La presencia judía en Marruecos se remonta hasta al menos dos milenios atrás, con una gran ola de llegadas como resultado de la Inquisición española. Según Mittelman, la comunidad llegó a contar con unas 270.000 personas antes de la creación del Estado de Israel en 1948.

En Casablanca, la comunidad actual es vibrante. La ciudad cuenta con unas 15 sinagogas en funcionamiento y cinco restaurantes kosher, contó Berdugo.
Funcionarios y líderes de la comunidad promocionan la vida judía en Marruecos como un modelo para la coexistencia judío-musulmana y un testimonio de la herencia diversa que posee el país.
Si bien los conflictos en Medio Oriente pueden provocar «momentos de tensión», tienden a disiparse rápidamente, dijo Vanessa Paloma Elbaz, investigadora asociada de la Universidad de Cambridge que también ha estado recopilando historias de judíos marroquíes.
En la ciudad de Rabat, David Toledano, presidente de la comunidad judía de la ciudad que abarca unas 100 personas, narró que perdió un «amigo cercano» y un «pilar de la comunidad» por el virus.

El hombre fallecido dirigió el único restaurante kosher de Rabat, realizó ritos de entierro judíos y ayudó en la sinagoga, a menudo llamando a otros para asegurarse de que se presentaran a los servicios. «Le encantaba cantar y le encantaba dirigir», contó Toledano. «La pérdida es muy sensible para nosotros».
Por qué el virus ha golpeado a la comunidad de una manera tan agresiva está abierto a debate.
Berdugo cree que las infecciones comenzaron en una boda judía en el sur que tenía gente que venía de Francia.
Días después, algunos invitados de la boda asistieron a una reunión de Purim en una sinagoga de Casablanca, destinada a celebrar el rescate de los judíos de una masacre en la antigua Persia. Esto probablemente ayudó a propagar el virus, explicó Berdugo.
Banon rechaza las teorías de que un evento en particular podría haber propagado las infecciones.
En una celebración a la cual Banon asistió, los invitados vestidos con trajes para la ocasión se pusieron guantes mientras bailaban, aseguró.
Se distribuyó alcohol en gel y la gente estuvo «más dispersa de lo habitual» en una «carpa muy espaciosa y ventilada», agregó Banon.
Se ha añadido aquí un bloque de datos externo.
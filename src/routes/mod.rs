pub mod api;
pub mod session;

use axum::{Router, routing::get};
use http::{Method, header::CONTENT_TYPE};
use std::sync::Arc;
use tower_http::cors::{Any, CorsLayer};
use tracing::info;

use crate::handlers::api::health_check;
use crate::state::AppState;

/// Full application router: health, session WebSocket and session REST
/// routes, with CORS from the configuration.
pub fn create_app(state: Arc<AppState>) -> Router {
    let cors = cors_layer(state.config.cors_allowed_origins.as_deref());

    Router::new()
        .route("/", get(health_check))
        .merge(api::create_api_router())
        .merge(session::create_session_router())
        .with_state(state)
        .layer(cors)
}

fn cors_layer(origins: Option<&str>) -> CorsLayer {
    let methods = [Method::GET, Method::POST, Method::OPTIONS];
    match origins {
        Some("*") => CorsLayer::new()
            .allow_origin(Any)
            .allow_methods(methods)
            .allow_headers([CONTENT_TYPE])
            .allow_credentials(false),
        Some(origins) => {
            // Parse comma-separated origins
            let origins: Vec<_> = origins
                .split(',')
                .filter_map(|s| s.trim().parse().ok())
                .collect();
            CorsLayer::new()
                .allow_origin(origins)
                .allow_methods(methods)
                .allow_headers([CONTENT_TYPE])
                .allow_credentials(true)
        }
        None => {
            info!(
                "CORS not configured, defaulting to same-origin only. \
                 Set CORS_ALLOWED_ORIGINS to enable cross-origin access."
            );
            // No allow_origin = same-origin only
            CorsLayer::new()
                .allow_methods(methods)
                .allow_headers([CONTENT_TYPE])
                .allow_credentials(false)
        }
    }
}
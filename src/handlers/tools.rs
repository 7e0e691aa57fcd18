//! Webhook tools outside a voice session.

use axum::{
    Json,
    extract::{Path, State},
    http::StatusCode,
    response::{IntoResponse, Response},
};
use serde::Serialize;
use serde_json::Value;
use std::sync::Arc;
use std::time::{Duration, Instant};
use tokio_util::sync::CancellationToken;
use tracing::{info, warn};

use crate::core::tools::{ToolDefinition, ToolError, success_payload};
use crate::errors::{AppError, AppResult};
use crate::state::AppState;

#[derive(Debug, Serialize)]
pub struct ToolListResponse {
    pub tools: Vec<ToolDefinition>,
    pub count: usize,
}

/// `GET /tools`
pub async fn list_tools(State(state): State<Arc<AppState>>) -> Json<ToolListResponse> {
    let tools = state.build_tool_registry().definitions();
    Json(ToolListResponse {
        count: tools.len(),
        tools,
    })
}

/// `POST /execute/{tool_name}`
///
/// Runs one configured tool with the request body as its arguments, under
/// the same timeout and approval policy a session applies.
pub async fn execute_tool(
    State(state): State<Arc<AppState>>,
    Path(tool_name): Path<String>,
    Json(arguments): Json<Value>,
) -> AppResult<Response> {
    let registry = state.build_tool_registry();
    let tool = registry
        .get(&tool_name)
        .ok_or_else(|| AppError::NotFound(format!("tool {tool_name}")))?;

    if !state.config.approval_policy.allows(tool.dangerous) {
        warn!(tool = %tool_name, "Refusing dangerous tool under safe-only policy");
        let payload = ToolError::Denied(tool_name).to_payload();
        return Ok((StatusCode::FORBIDDEN, Json(payload)).into_response());
    }

    let timeout = Duration::from_secs(state.config.tool_timeout_seconds);
    let started = Instant::now();
    let result = match tokio::time::timeout(
        timeout,
        tool.handler.call(arguments, CancellationToken::new()),
    )
    .await
    {
        Ok(result) => result,
        Err(_) => Err(ToolError::Timeout {
            timeout_ms: timeout.as_millis() as u64,
        }),
    };
    info!(
        tool = %tool_name,
        success = result.is_ok(),
        elapsed_ms = started.elapsed().as_millis() as u64,
        "Tool executed over HTTP"
    );

    let response = match result {
        Ok(output) => (StatusCode::OK, Json(success_payload(output))),
        Err(err @ ToolError::Timeout { .. }) => (StatusCode::GATEWAY_TIMEOUT, Json(err.to_payload())),
        Err(err) => (StatusCode::BAD_GATEWAY, Json(err.to_payload())),
    };
    Ok(response.into_response())
}
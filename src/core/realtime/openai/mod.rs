//! OpenAI Realtime API transport.
//!
//! # Audio Format
//!
//! Input and output audio is PCM 16-bit signed little-endian at 24kHz.

mod client;
mod config;
mod convert;
mod messages;

pub use client::OpenAIRealtimeTransport;
pub use config::{
    DEFAULT_REALTIME_MODEL, OPENAI_REALTIME_SAMPLE_RATE, OPENAI_REALTIME_URL,
    OpenAIRealtimeConfig, OpenAIRealtimeVoice,
};
pub use convert::{EventTranslator, history_item, turn_detection_for};
pub use messages::{ClientEvent, ServerEvent, TurnDetection};
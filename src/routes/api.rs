use axum::{
    Router,
    routing::{get, post},
};
use tower_http::trace::TraceLayer;

use crate::handlers::{sessions, tools};
use crate::state::AppState;
use std::sync::Arc;

/// Create the session inspection and tool router
pub fn create_api_router() -> Router<Arc<AppState>> {
    Router::new()
        .route("/sessions", get(sessions::list_sessions))
        .route("/sessions/stats", get(sessions::session_stats))
        .route("/sessions/{session_id}", get(sessions::get_session))
        .route("/sessions/{session_id}/end", post(sessions::end_session))
        .route("/tools", get(tools::list_tools))
        .route("/execute/{tool_name}", post(tools::execute_tool))
        .layer(TraceLayer::new_for_http())
}
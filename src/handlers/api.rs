use axum::{Json, response::IntoResponse};
use serde_json::json;

/// Health check handler
pub async fn health_check() -> impl IntoResponse {
    Json(json!({ "status": "OK" }))
}
/// Wire form of a stored history item, used to seed a resumed session.
/// Tool items are skipped.
pub fn history_item(item: &history::ConversationItem) -> Option<ClientEvent> {
    if !matches!(item.kind, ItemKind::Message) {
        return None;
    }
    let text = item.content.display_text()?.to_string();
    let item = match item.role {
        ItemRole::User => ConversationItem::user_text(text),
        ItemRole::Assistant => ConversationItem::assistant_text(text),
        ItemRole::Tool => return None,
    };
    Some(ClientEvent::ConversationItemCreate {
        item,
        previous_item_id: None,
    })
}

fn response_status(status: Option<&str>, details: Option<&Value>) -> ResponseStatus {
    match status {
        Some("cancelled") => ResponseStatus::Cancelled,
        Some("incomplete") => ResponseStatus::Incomplete,
        Some("failed") => {
            let message = details
                .and_then(|d| d.pointer("/error/message"))
                .and_then(Value::as_str)
                .unwrap_or("response failed")
                .to_string();
            ResponseStatus::Failed { message }
        }
        _ => ResponseStatus::Completed,
    }
}

#[cfg(test)]
mod tests {
    use super::*;
    use crate::core::history::ItemContent;
    use crate::core::session::ResponseReason;

    fn translator() -> EventTranslator {
        EventTranslator::new(&TurnDetectionPolicy::default())
    }

    #[test]
    fn test_speech_started() {
        let events = translator().translate_text(
            r#"{"type":"input_audio_buffer.speech_started","event_id":"e","audio_start_ms":1200,"item_id":"item_u1"}"#,
        );
        assert_eq!(
            events,
            vec![InboundEvent::SpeechStarted {
                audio_start_ms: 1200,
                item_id: Some("item_u1".into())
            }]
        );
    }

    #[test]
    fn test_audio_delta_decoded() {
        let events = translator().translate_text(
            r#"{"type":"response.audio.delta","response_id":"r1","item_id":"i1","output_index":0,"content_index":0,"delta":"AAAA"}"#,
        );
        match &events[..] {
            [InboundEvent::ResponseAudioDelta { audio, sample_rate, .. }] => {
                assert_eq!(audio.len(), 3);
                assert_eq!(*sample_rate, 24000);
            }
            other => panic!("unexpected {other:?}"),
        }
    }

    #[test]
    fn test_bad_audio_is_malformed() {
        let events = translator().translate_text(
            r#"{"type":"response.audio.delta","response_id":"r1","item_id":"i1","delta":"!!!"}"#,
        );
        assert!(matches!(events[0], InboundEvent::Malformed { .. }));
    }

    #[test]
    fn test_invalid_json_is_malformed() {
        let events = translator().translate_text("{not json");
        assert!(matches!(events[0], InboundEvent::Malformed { .. }));
    }

    #[test]
    fn test_function_call_name_tracked() {
        let mut t = translator();
        assert!(t
            .translate_text(
                r#"{"type":"response.output_item.added","response_id":"r1","output_index":0,"item":{"id":"fc1","type":"function_call","call_id":"call_1","name":"lookup_flight","arguments":""}}"#,
            )
            .is_empty());
        let events = t.translate_text(
            r#"{"type":"response.function_call_arguments.done","response_id":"r1","item_id":"fc1","output_index":0,"call_id":"call_1","arguments":"{\"flight\":\"UA1\"}"}"#,
        );
        assert_eq!(
            events,
            vec![InboundEvent::ToolCallDone {
                response_id: "r1".into(),
                call_id: "call_1".into(),
                name: Some("lookup_flight".into()),
                arguments: r#"{"flight":"UA1"}"#.into(),
            }]
        );
    }

    #[test]
    fn test_response_done_status() {
        let events = translator().translate_text(
            r#"{"type":"response.done","response":{"id":"r1","status":"failed","status_details":{"type":"failed","error":{"type":"server_error","message":"model crashed"}},"output":[]}}"#,
        );
        assert_eq!(
            events,
            vec![InboundEvent::ResponseDone {
                response_id: "r1".into(),
                status: ResponseStatus::Failed {
                    message: "model crashed".into()
                }
            }]
        );
        assert_eq!(response_status(Some("cancelled"), None), ResponseStatus::Cancelled);
        assert_eq!(response_status(None, None), ResponseStatus::Completed);
    }

    #[test]
    fn test_commit_dropped_under_provider_vad() {
        let t = translator();
        assert!(t
            .command(OutboundCommand::CommitTurn {
                item_id: "item_1".into()
            })
            .is_none());

        let manual = EventTranslator::new(&TurnDetectionPolicy::Manual);
        assert_eq!(
            manual.command(OutboundCommand::CommitTurn {
                item_id: "item_1".into()
            }),
            Some(ClientEvent::InputAudioBufferCommit)
        );
    }

    #[test]
    fn test_tool_output_command() {
        let event = translator()
            .command(OutboundCommand::CreateToolOutput {
                call_id: "call_1".into(),
                output: r#"{"success":true}"#.into(),
            })
            .unwrap();
        let json = serde_json::to_value(&event).unwrap();
        assert_eq!(json["type"], "conversation.item.create");
        assert_eq!(json["item"]["type"], "function_call_output");
        assert_eq!(json["item"]["call_id"], "call_1");
    }

    #[test]
    fn test_response_request_carries_reason() {
        let event = translator()
            .command(OutboundCommand::RequestResponse {
                instructions: None,
                reason: ResponseReason::ToolContinuation,
            })
            .unwrap();
        let json = serde_json::to_value(&event).unwrap();
        assert_eq!(json["response"]["metadata"]["reason"], "tool_continuation");
    }

    #[test]
    fn test_policy_mapping_disables_provider_responses() {
        let Some(TurnDetection::ServerVad {
            create_response,
            interrupt_response,
            silence_duration_ms,
            ..
        }) = turn_detection_for(&TurnDetectionPolicy::default())
        else {
            panic!("expected server vad");
        };
        assert_eq!(create_response, Some(false));
        assert_eq!(interrupt_response, Some(false));
        assert_eq!(silence_duration_ms, Some(500));
        assert!(turn_detection_for(&TurnDetectionPolicy::Manual).is_none());
    }

    #[test]
    fn test_history_item_skips_tools() {
        let user = history::ConversationItem::user_message(ItemContent::text("hi"));
        assert!(history_item(&user).is_some());
        let output = history::ConversationItem::function_call_output("call_1", "{}");
        assert!(history_item(&output).is_none());
    }
}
La reunión mencionada atrajo a entre 400 y 500 personas, y se llevó a cabo antes de que Marruecos anunciara la emergencia de salud a fines de marzo, restringiendo el movimiento en todo el país. «Tomamos todas las precauciones», explicó Banon.
Antes de que el virus lo atacara, el padrino de Banon, el rabino Eidelman, estaba ocupado planeando la Pascua. Quería asegurarse de que el elemento básico de las fiestas, la matzá, fuera traída a tiempo desde Francia.
Nacido en la Rusia soviética, Eidelman había estado en Marruecos desde 1958 como emisario de Chabad-Lubavitch, un movimiento judío ortodoxo. Por su trabajo orientando y entrenando a otros, desde rabinos hasta jueces rabínicos y carniceros kosher, se hizo conocido entre los estudiantes como «el rabino de los rabinos», relató Banon.
«Los rabinos de diferentes países y comunidades de todo el mundo son sus alumnos», añadió. «Pasó su vida trabajando y dando lecciones a los demás».
En medio de la pérdida, Banon apela a la solidaridad de la comunidad unida.
«Estamos afligidos en este momento y esperamos mejores días», sentenció.